**EXERCISE**. Copy each line of the entries beneath that contains the word "Self".

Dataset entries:
# # #
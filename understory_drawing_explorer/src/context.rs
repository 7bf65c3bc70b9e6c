// Copyright 2025 the Understory Authors
// SPDX-License-Identifier: Apache-2.0 OR MIT

use serde::Serialize;
use understory_drawing_model::{Drawing, Revision};

use crate::ExplorerView;

/// Returns the spaces whose name contains `query`, ignoring case and
/// surrounding whitespace.
///
/// An empty query matches every space. Input order is kept.
#[must_use]
pub fn filter_spaces<'a>(spaces: &[&'a Drawing], query: &str) -> Vec<&'a Drawing> {
    let query = query.trim().to_lowercase();
    spaces
        .iter()
        .copied()
        .filter(|space| query.is_empty() || space.name.to_lowercase().contains(&query))
        .collect()
}

/// Where the user is, and what the selected revision is.
#[derive(Clone, Debug, PartialEq, Serialize)]
#[serde(rename_all = "camelCase")]
pub struct ContextSummary<'a> {
    /// Path from the root drawing to the revision, e.g.
    /// `Site > Level 1 > Structural > Region A > REV2`.
    pub breadcrumb: String,
    /// The selected revision.
    pub revision: Option<&'a Revision>,
    /// Version of the latest revision in the pool.
    pub latest_version: Option<&'a str>,
    /// `true` if the selected revision is the latest one.
    pub is_latest: bool,
}

impl<'a> ContextSummary<'a> {
    /// Summarizes `view`.
    #[must_use]
    pub fn from_view(view: &ExplorerView<'a>) -> Self {
        let mut breadcrumb = format!(
            "{} > {} > {} > ",
            view.root.name,
            view.space.map_or("-", |s| s.name.as_str()),
            view.discipline_name.unwrap_or("-"),
        );
        if let Some(region) = view.region_name {
            breadcrumb.push_str("Region ");
            breadcrumb.push_str(region);
            breadcrumb.push_str(" > ");
        }
        breadcrumb.push_str(view.revision.map_or("-", |r| r.version.as_str()));

        let latest_version = view.latest_revision.map(|r| r.version.as_str());
        let is_latest = view
            .revision
            .is_some_and(|r| Some(r.version.as_str()) == latest_version);
        Self {
            breadcrumb,
            revision: view.revision,
            latest_version,
            is_latest,
        }
    }
}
# # #
**ANSWER BOX**.
    pub fn from_view(view: &ExplorerView<'a>) -> Self {
        Self {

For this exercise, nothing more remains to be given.